UkraineHeading home from Odessa, we stayed a few days to enjoy Kiev. Kiev has a chain of self-service resturants that became my lifeline to lunch - good, filling peasant food for about a buck a plate. Below, in the Podil district.
We found these all over town - always packed, always serving fresh dishes, 100% Ukrainian... This next one is directly behind the Bessarabian Market.
Here is a $5 dinner: borscht, baked ribs, stewed cabbage, cabbage salad. I was worried about eating low carb meals in the Ukraine. Silly me.Blintzes, which Fumie eats as an afternoon snack. Cheese filled with sour cream and berry preserves. These were called "blintzy" which will forever cause my appreciation of blintzes as a Jewish heritage food to be filled with mirth and frivololity. Blintzy! Blintzy! Blintzy!

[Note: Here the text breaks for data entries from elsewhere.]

impl AuditHistory {
    fn add(&mut self, now: DateTime<Utc>, online: bool, config: &AuditHistoryConfig) {
        let window_start = window_start(now, config.window_size());

        match self.windows.back_mut() {
            Some(last) if last.window_start == window_start => {
                last.total += 1;
                last.online += u32::from(online);
            }
            _ => self.windows.push_back(AuditWindow {
                window_start,
                total: 1,
                online: u32::from(online),
            }),
        }

        let tracking = TimeDelta::from_std(config.tracking_period()).unwrap_or(TimeDelta::MAX);
        let cutoff = now.checked_sub_signed(tracking);
        while let (Some(first), Some(cutoff)) = (self.windows.front(), cutoff) {
            if first.window_start >= cutoff {
                break;
            }
            self.windows.pop_front();
        }

        self.score = self.compute_score(window_start);
    }

    /// Average per-window online ratio, ignoring the window still in progress
    fn compute_score(&self, current_window: DateTime<Utc>) -> f64 {
        let (sum, count) = self
            .windows
            .iter()
            .filter(|w| w.window_start < current_window && w.total > 0)
            .fold((0.0, 0u32), |(sum, count), w| {
                (sum + f64::from(w.online) / f64::from(w.total), count + 1)
            });
        if count == 0 {
            1.0
        } else {
            sum / f64::from(count)
        }
    }
}

fn window_start(now: DateTime<Utc>, window_size: Duration) -> DateTime<Utc> {
    TimeDelta::from_std(window_size)
        .ok()
        .and_then(|size| now.duration_trunc(size).ok())
        .unwrap_or(now)
}

/// Everything known about a node's audit behaviour
#[derive(Debug, Clone, PartialEq, Serialize, Deserialize)]
pub struct NodeReputation {
    pub node_id: NodeId,
    pub audit_success_count: u64,
    pub audit_failure_count: u64,
    pub audit_unknown_count: u64,
    pub offline_count: u64,
    pub total_audit_count: u64,
    pub audit_alpha: f64,
    pub audit_beta: f64,
    pub unknown_audit_alpha: f64,
    pub unknown_audit_beta: f64,
    pub audit_history: AuditHistory,
    pub first_audit: DateTime<Utc>,
    pub disqualified: Option<DateTime<Utc>>,
    pub unknown_audit_suspended: Option<DateTime<Utc>>,
    pub offline_suspended: Option<DateTime<Utc>>,
}

impl NodeReputation {
    /// Fresh record with the configured priors
    pub fn new(node_id: NodeId, now: DateTime<Utc>, config: &ReputationConfig) -> Self {
        Self {
            node_id,
            audit_success_count: 0,
            audit_failure_count: 0,
            audit_unknown_count: 0,
            offline_count: 0,
            total_audit_count: 0,
            audit_alpha: config.initial_alpha,
            audit_beta: config.initial_beta,
            unknown_audit_alpha: config.initial_alpha,
            unknown_audit_beta: config.initial_beta,
            audit_history: AuditHistory::default(),
            first_audit: now,
            disqualified: None,
            unknown_audit_suspended: None,
            offline_suspended: None,
        }
    }

    pub fn audit_score(&self) -> f64 {
        beta_score(self.audit_alpha, self.audit_beta)
    }

    pub fn unknown_audit_score(&self) -> f64 {
        beta_score(self.unknown_audit_alpha, self.unknown_audit_beta)
    }

    pub fn online_score(&self) -> f64 {
        self.audit_history.score
    }

    pub fn is_disqualified(&self) -> bool {
        self.disqualified.is_some()
    }

    pub fn is_suspended(&self) -> bool {
        self.unknown_audit_suspended.is_some() || self.offline_suspended.is_some()
    }

    /// Not disqualified and not suspended
    pub fn is_reliable(&self) -> bool {
        !self.is_disqualified() && !self.is_suspended()
    }

    /// Apply one outcome; returns whether the audit score or any status changed
    pub fn apply(
        &mut self,
        outcome: AuditOutcome,
        now: DateTime<Utc>,
        config: &ReputationConfig,
        history: &AuditHistoryConfig,
    ) -> bool {
        let before = (
            self.audit_score(),
            self.disqualified.is_some(),
            self.unknown_audit_suspended.is_some(),
            self.offline_suspended.is_some(),
        );

        self.total_audit_count += 1;
        match outcome {
            AuditOutcome::Success => {
                self.audit_success_count += 1;
                self.update_audit_pair(true, config);
                self.update_unknown_pair(true, config);
            }
            AuditOutcome::Failure => {
                self.audit_failure_count += 1;
                self.update_audit_pair(false, config);
                self.update_unknown_pair(true, config);
            }
            AuditOutcome::Unknown => {
                self.audit_unknown_count += 1;
                self.update_unknown_pair(false, config);
            }
            AuditOutcome::Offline => {
                self.offline_count += 1;
            }
        }
        self.audit_history
            .add(now, outcome != AuditOutcome::Offline, history);

        // Disqualification is permanent
        if self.disqualified.is_none() && self.audit_score() < config.audit_dq {
            self.disqualified = Some(now);
        }

        if self.unknown_audit_score() < config.unknown_audit_suspension {
            self.unknown_audit_suspended.get_or_insert(now);
        } else {
            self.unknown_audit_suspended = None;
        }

        let graced = TimeDelta::from_std(history.grace_period())
            .ok()
            .and_then(|grace| self.first_audit.checked_add_signed(grace))
            .is_some_and(|end| now >= end);
        if history.offline_suspension_enabled && graced {
            if self.online_score() < history.offline_threshold {
                self.offline_suspended.get_or_insert(now);
            } else {
                self.offline_suspended = None;
            }
        }

        let after = (
            self.audit_score(),
            self.disqualified.is_some(),
            self.unknown_audit_suspended.is_some(),
            self.offline_suspended.is_some(),
        );
        before != after
    }

    fn update_audit_pair(&mut self, success: bool, config: &ReputationConfig) {
        let v = if success { 1.0 } else { 0.0 };
        self.audit_alpha = config.audit_lambda * self.audit_alpha + config.audit_weight * v;
        self.audit_beta = config.audit_lambda * self.audit_beta + config.audit_weight * (1.0 - v);
    }

    fn update_unknown_pair(&mut self, success: bool, config: &ReputationConfig) {
        let v = if success { 1.0 } else { 0.0 };
        self.unknown_audit_alpha =
            config.unknown_audit_lambda * self.unknown_audit_alpha + config.audit_weight * v;
        self.unknown_audit_beta =
            config.unknown_audit_lambda * self.unknown_audit_beta + config.audit_weight * (1.0 - v);
    }
}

Fruit filled vareniky dumplings. No, I didn't try these, Fumie did, several time a day. She is much smaller than me. I am much bigger than her.

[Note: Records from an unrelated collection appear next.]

#[async_trait]
impl MetabaseStore for PostgresMetabase {
    #[instrument(skip(self, object), fields(key = %object.key))]
    async fn insert_object(&self, object: &Object) -> Result<()> {
        sqlx::query(
            r#"
            INSERT INTO objects (project_id, bucket_name, object_key, version, stream_id, status,
                                 created_at, expires_at, zombie_deletion_deadline)
            VALUES ($1, $2, $3, $4, $5, $6, $7, $8, $9)
            "#,
        )
        .bind(object.key.project_id)
        .bind(object.key.bucket_name.as_bytes())
        .bind(&object.key.object_key)
        .bind(object.key.version)
        .bind(object.stream_id.as_uuid())
        .bind(object.status.as_i16())
        .bind(object.created_at)
        .bind(object.expires_at)
        .bind(object.zombie_deletion_deadline)
        .execute(&self.pool)
        .await?;
        Ok(())
    }

    #[instrument(skip(self, segment), fields(segment = %segment.id))]
    async fn insert_segment(&self, segment: &Segment) -> Result<()> {
        segment.redundancy.validate()?;
        segment.validate_pieces(&segment.pieces)?;

        sqlx::query(
            r#"
            INSERT INTO segments (stream_id, position, required_pieces, repair_threshold,
                                  optimal_threshold, total_pieces, encrypted_size, pieces,
                                  piece_hashes, created_at, expires_at)
            VALUES ($1, $2, $3, $4, $5, $6, $7, $8, $9, $10, $11)
            "#,
        )
        .bind(segment.id.stream_id.as_uuid())
        .bind(segment.id.position.encode() as i64)
        .bind(segment.redundancy.required as i16)
        .bind(segment.redundancy.repair as i16)
        .bind(segment.redundancy.optimal as i16)
        .bind(segment.redundancy.total as i16)
        .bind(segment.encrypted_size as i32)
        .bind(encode_pieces(&segment.pieces)?)
        .bind(encode_hashes(&segment.piece_hashes))
        .bind(segment.created_at)
        .bind(segment.expires_at)
        .execute(&self.pool)
        .await?;
        Ok(())
    }

    async fn get_object(&self, key: &ObjectKey) -> Result<Option<Object>> {
        let row = sqlx::query_as::<_, ObjectRow>(
            r#"
            SELECT * FROM objects
            WHERE project_id = $1 AND bucket_name = $2 AND object_key = $3 AND version = $4
            "#,
        )
        .bind(key.project_id)
        .bind(key.bucket_name.as_bytes())
        .bind(&key.object_key)
        .bind(key.version)
        .fetch_optional(&self.pool)
        .await?;

        row.map(ObjectRow::into_object).transpose()
    }

    async fn get_segment(&self, id: &SegmentId) -> Result<Option<Segment>> {
        let row = sqlx::query_as::<_, SegmentRow>(
            "SELECT * FROM segments WHERE stream_id = $1 AND position = $2",
        )
        .bind(id.stream_id.as_uuid())
        .bind(id.position.encode() as i64)
        .fetch_optional(&self.pool)
        .await?;

        row.map(SegmentRow::into_segment).transpose()
    }

    async fn list_segments(&self, stream_id: &StreamId) -> Result<Vec<Segment>> {
        let rows = sqlx::query_as::<_, SegmentRow>(
            "SELECT * FROM segments WHERE stream_id = $1 ORDER BY position",
        )
        .bind(stream_id.as_uuid())
        .fetch_all(&self.pool)
        .await?;

        rows.into_iter().map(SegmentRow::into_segment).collect()
    }

    #[instrument(skip(self, expected, new_pieces), fields(segment = %id))]
    async fn update_segment_pieces(
        &self,
        id: &SegmentId,
        expected: &[Piece],
        new_pieces: &[Piece],
    ) -> Result<()> {
        let segment = self
            .get_segment(id)
            .await?
            .ok_or(MetabaseError::SegmentNotFound(*id))?;
        segment.validate_pieces(new_pieces)?;

        let result = sqlx::query(
            r#"
            UPDATE segments SET pieces = $3
            WHERE stream_id = $1 AND position = $2 AND pieces = $4
            "#,
        )
        .bind(id.stream_id.as_uuid())
        .bind(id.position.encode() as i64)
        .bind(encode_pieces(new_pieces)?)
        .bind(encode_pieces(expected)?)
        .execute(&self.pool)
        .await?;

        if result.rows_affected() == 1 {
            return Ok(());
        }

        // Distinguish a lost race from a concurrent delete
        match self.get_segment(id).await? {
            Some(_) => Err(MetabaseError::Conflict(*id)),
            None => Err(MetabaseError::SegmentNotFound(*id)),
        }
    }

    #[instrument(skip(self, query), fields(limit = query.limit, cursor = query.after.is_some()))]
    async fn scan_objects(&self, query: &ScanQuery) -> Result<Vec<ObjectStream>> {
        let sql = self.scan_sql(query);
        let instant = match query.filter {
            ScanFilter::ExpiredBefore(at) | ScanFilter::ZombieBefore(at) => at,
        };

        let mut statement = sqlx::query_as::<_, ScanRow>(&sql).bind(instant);
        if let Some(after) = &query.after {
            statement = statement
                .bind(after.project_id)
                .bind(after.bucket_name.as_bytes().to_vec())
                .bind(after.object_key.clone())
                .bind(after.version);
        }

        let rows = match self.dialect {
            Dialect::Cockroach => statement.fetch_all(&self.pool).await?,
            Dialect::Postgres => {
                let mut tx = self.pool.begin().await?;
                sqlx::query("SET TRANSACTION ISOLATION LEVEL REPEATABLE READ READ ONLY")
                    .execute(&mut *tx)
                    .await?;
                let rows = statement.fetch_all(&mut *tx).await?;
                tx.commit().await?;
                rows
            }
        };

        debug!(rows = rows.len(), "Scanned object page");
        rows.into_iter().map(ScanRow::into_object_stream).collect()
    }

    #[instrument(skip(self, object), fields(key = %object.key, stream_id = %object.stream_id))]
    async fn delete_object(&self, object: &ObjectStream) -> Result<DeletedCounts> {
        let mut tx = self.pool.begin().await?;

        let objects = sqlx::query(
            r#"
            DELETE FROM objects
            WHERE project_id = $1 AND bucket_name = $2 AND object_key = $3 AND version = $4
              AND stream_id = $5
            "#,
        )
        .bind(object.key.project_id)
        .bind(object.key.bucket_name.as_bytes())
        .bind(&object.key.object_key)
        .bind(object.key.version)
        .bind(object.stream_id.as_uuid())
        .execute(&mut *tx)
        .await?
        .rows_affected();

        let segments = sqlx::query("DELETE FROM segments WHERE stream_id = $1")
            .bind(object.stream_id.as_uuid())
            .execute(&mut *tx)
            .await?
            .rows_affected();

        tx.commit().await?;
        Ok(DeletedCounts { objects, segments })
    }
}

Salo is salt cured bacon fat. Often consumed raw with onions, salo is the stereotypical Ukrainian snack, and the point of many Ukrainian jokes (i.e.: A customs official asks a Ukrainian traveller "Do you have any Drugs?" The Ukrainian answers "Yes. I am carrying salo." "But salo is not a drug!" "Yes it is. When I eat salo I get high..." There is even the phenomenon of chocolate covered salo served in fancy resturants. Even Hungarians, who really love raw bacon and consume it daily, haven't quite made a national cult of pig fat. Bacon. We all love bacon, don't we? I am taking it that not too many frum Jews read Dumneazu, so I'll just say what we all think: bacon is treyf, forbidden, unkosher. And so good. Ukrainians agree, and eat their local version, known as salo, raw. That's right. Pig fat sashimi. Yes they have cured and smoked bacon as well, but there is nothing they love more than some raw pig fat. Given that Ukrainians make about EU 130 a month on average, I can only wonder who it is that chows dowm on all the caviar sold in the market. Most of the jars contain salmon caviar from farm raised fish, but for $10 you can chow down on fish eggs for breakfast in an amount that would set you back about $200 in a japanese restaurant.

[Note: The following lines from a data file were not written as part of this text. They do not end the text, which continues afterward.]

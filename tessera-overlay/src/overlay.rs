//! Overlay of known storage nodes
//!
//! Tracks contact state and network location per node and picks
//! replacement nodes for repair uploads. Selection spreads the chosen
//! nodes across distinct `last_net` networks, preferring networks that
//! hold none of the segment's existing pieces.

use crate::reputation::ReputationTracker;
use chrono::{DateTime, TimeDelta, Utc};
use metrics::counter;
use parking_lot::RwLock;
use rand::seq::SliceRandom;
use serde::{Deserialize, Serialize};
use std::collections::{HashMap, HashSet};
use std::sync::Arc;
use std::time::Duration;
use tessera_core::NodeId;
use thiserror::Error;
use tracing::{debug, warn};

/// Overlay errors
#[derive(Error, Debug)]
pub enum OverlayError {
    #[error("Insufficient nodes: requested {requested}, eligible {available}")]
    InsufficientNodes { requested: usize, available: usize },

    #[error("Node not found: {0}")]
    NodeNotFound(NodeId),
}

pub type Result<T> = std::result::Result<T, OverlayError>;

/// Overlay configuration
#[derive(Debug, Clone, Serialize, Deserialize)]
#[serde(default)]
pub struct OverlayConfig {
    /// A node is online if its last successful contact is within this window
    pub online_window_secs: u64,
}

impl Default for OverlayConfig {
    fn default() -> Self {
        Self {
            online_window_secs: 4 * 60 * 60,
        }
    }
}

impl OverlayConfig {
    pub fn online_window(&self) -> Duration {
        Duration::from_secs(self.online_window_secs)
    }
}

/// Registration details a node reports about itself
#[derive(Debug, Clone)]
pub struct NodeInfo {
    pub node_id: NodeId,
    pub address: String,
    /// Network the node's address belongs to (e.g. its /24)
    pub last_net: String,
}

/// Everything the overlay knows about a node
#[derive(Debug, Clone, PartialEq, Eq)]
pub struct NodeDossier {
    pub node_id: NodeId,
    pub address: String,
    pub last_net: String,
    pub last_contact_success: Option<DateTime<Utc>>,
    pub last_contact_failure: Option<DateTime<Utc>>,
}

impl NodeDossier {
    /// Last contact succeeded, and recently enough
    pub fn is_online(&self, now: DateTime<Utc>, window: Duration) -> bool {
        let Some(success) = self.last_contact_success else {
            return false;
        };
        if self.last_contact_failure.is_some_and(|failure| failure > success) {
            return false;
        }
        let window = TimeDelta::from_std(window).unwrap_or(TimeDelta::MAX);
        now.signed_duration_since(success) <= window
    }
}

/// Registry of storage nodes and replacement selection
pub struct OverlayService {
    config: OverlayConfig,
    nodes: RwLock<HashMap<NodeId, NodeDossier>>,
    reputation: Arc<ReputationTracker>,
}

impl OverlayService {
    pub fn new(config: OverlayConfig, reputation: Arc<ReputationTracker>) -> Self {
        Self {
            config,
            nodes: RwLock::new(HashMap::new()),
            reputation,
        }
    }

    pub fn reputation(&self) -> &Arc<ReputationTracker> {
        &self.reputation
    }

    /// Register a node or refresh its address; counts as a successful contact
    pub fn upsert_node(&self, info: NodeInfo, now: DateTime<Utc>) {
        let mut nodes = self.nodes.write();
        let dossier = nodes.entry(info.node_id).or_insert_with(|| NodeDossier {
            node_id: info.node_id,
            address: String::new(),
            last_net: String::new(),
            last_contact_success: None,
            last_contact_failure: None,
        });
        dossier.address = info.address;
        dossier.last_net = info.last_net;
        dossier.last_contact_success = Some(now);
    }

    /// Record a successful contact
    pub fn record_contact(&self, node_id: &NodeId, now: DateTime<Utc>) -> Result<()> {
        let mut nodes = self.nodes.write();
        let dossier = nodes
            .get_mut(node_id)
            .ok_or(OverlayError::NodeNotFound(*node_id))?;
        dossier.last_contact_success = Some(now);
        Ok(())
    }

    /// Record a failed contact; the node is offline until it is contacted again
    pub fn mark_offline(&self, node_id: &NodeId, now: DateTime<Utc>) -> Result<()> {
        let mut nodes = self.nodes.write();
        let dossier = nodes
            .get_mut(node_id)
            .ok_or(OverlayError::NodeNotFound(*node_id))?;
        dossier.last_contact_failure = Some(now);
        debug!(node = %node_id, "Node marked offline");
        Ok(())
    }

    pub fn get(&self, node_id: &NodeId) -> Option<NodeDossier> {
        self.nodes.read().get(node_id).cloned()
    }

    /// Dial address of a node
    pub fn address(&self, node_id: &NodeId) -> Option<String> {
        self.nodes.read().get(node_id).map(|d| d.address.clone())
    }

    pub fn len(&self) -> usize {
        self.nodes.read().len()
    }

    pub fn is_empty(&self) -> bool {
        self.len() == 0
    }

    /// Subset of `ids` that are known, online and in good standing
    pub fn reliable(&self, ids: &[NodeId]) -> HashSet<NodeId> {
        let now = Utc::now();
        let window = self.config.online_window();
        let nodes = self.nodes.read();
        ids.iter()
            .filter(|id| nodes.get(*id).is_some_and(|d| d.is_online(now, window)))
            .filter(|id| self.reputation.is_reliable(id))
            .copied()
            .collect()
    }

    /// Pick `count` nodes for new pieces
    ///
    /// Eligible nodes are online, not in `exclude`, neither disqualified nor
    /// suspended, and have an audit score of at least `min_reputation_score`.
    pub fn select_replacement(
        &self,
        count: usize,
        exclude: &HashSet<NodeId>,
        min_reputation_score: f64,
    ) -> Result<Vec<NodeId>> {
        if count == 0 {
            return Ok(Vec::new());
        }

        let now = Utc::now();
        let window = self.config.online_window();
        let nodes = self.nodes.read();

        let mut eligible: Vec<&NodeDossier> = nodes
            .values()
            .filter(|d| !exclude.contains(&d.node_id))
            .filter(|d| d.is_online(now, window))
            .filter(|d| self.reputation.is_reliable(&d.node_id))
            .filter(|d| self.reputation.audit_score(&d.node_id) >= min_reputation_score)
            .collect();

        if eligible.len() < count {
            warn!(
                requested = count,
                available = eligible.len(),
                "Not enough eligible nodes for selection"
            );
            counter!("overlay_selection_failures_total").increment(1);
            return Err(OverlayError::InsufficientNodes {
                requested: count,
                available: eligible.len(),
            });
        }

        eligible.shuffle(&mut rand::thread_rng());

        let used_nets: HashSet<&str> = exclude
            .iter()
            .filter_map(|id| nodes.get(id))
            .map(|d| d.last_net.as_str())
            .collect();

        let mut selected = Vec::with_capacity(count);
        let mut taken: HashSet<NodeId> = HashSet::with_capacity(count);
        let mut taken_nets: HashSet<&str> = HashSet::new();

        // Networks holding none of the existing pieces first
        for dossier in &eligible {
            if selected.len() == count {
                break;
            }
            let net = dossier.last_net.as_str();
            if !used_nets.contains(net) && taken_nets.insert(net) {
                taken.insert(dossier.node_id);
                selected.push(dossier.node_id);
            }
        }

        // Then any network not yet chosen
        for dossier in &eligible {
            if selected.len() == count {
                break;
            }
            if !taken.contains(&dossier.node_id) && taken_nets.insert(dossier.last_net.as_str()) {
                taken.insert(dossier.node_id);
                selected.push(dossier.node_id);
            }
        }

        // Then whatever remains
        for dossier in &eligible {
            if selected.len() == count {
                break;
            }
            if taken.insert(dossier.node_id) {
                selected.push(dossier.node_id);
            }
        }

        debug!(
            requested = count,
            eligible = eligible.len(),
            networks = taken_nets.len(),
            "Selected replacement nodes"
        );
        Ok(selected)
    }
}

Kvas trucks began appearing toward the end of the trip. Kvas is considered a summer drink, and tank trucks appear at city squares offering plastic cups of this fizzy fermented bread drink. It's fantastic on a hot day.
I am definately going to try brewing kvas this summer. Although fermented, it is so low in alcohol that is considered acceptable for consumption by children in Russia and the Ukraine. Horilka is the Ukrainian for vodka. And my, how people love their vodka. A bottle of pure grain based spirit was about $3, and as long as you didn't mix it with anything like beer or wine, one could wake up in the morning with virtually no hangover at all.

1 comment:

Pille said...

We used to have those yellow tanks selling kvas ('kali' in Estonian) on the streets during the soviet time. I loved it, and remember queuing for a glass with my parents. Nowadays you can buy kvas bottled in every supermarket, and it's giving Coca Cola a pretty hard time during summer!!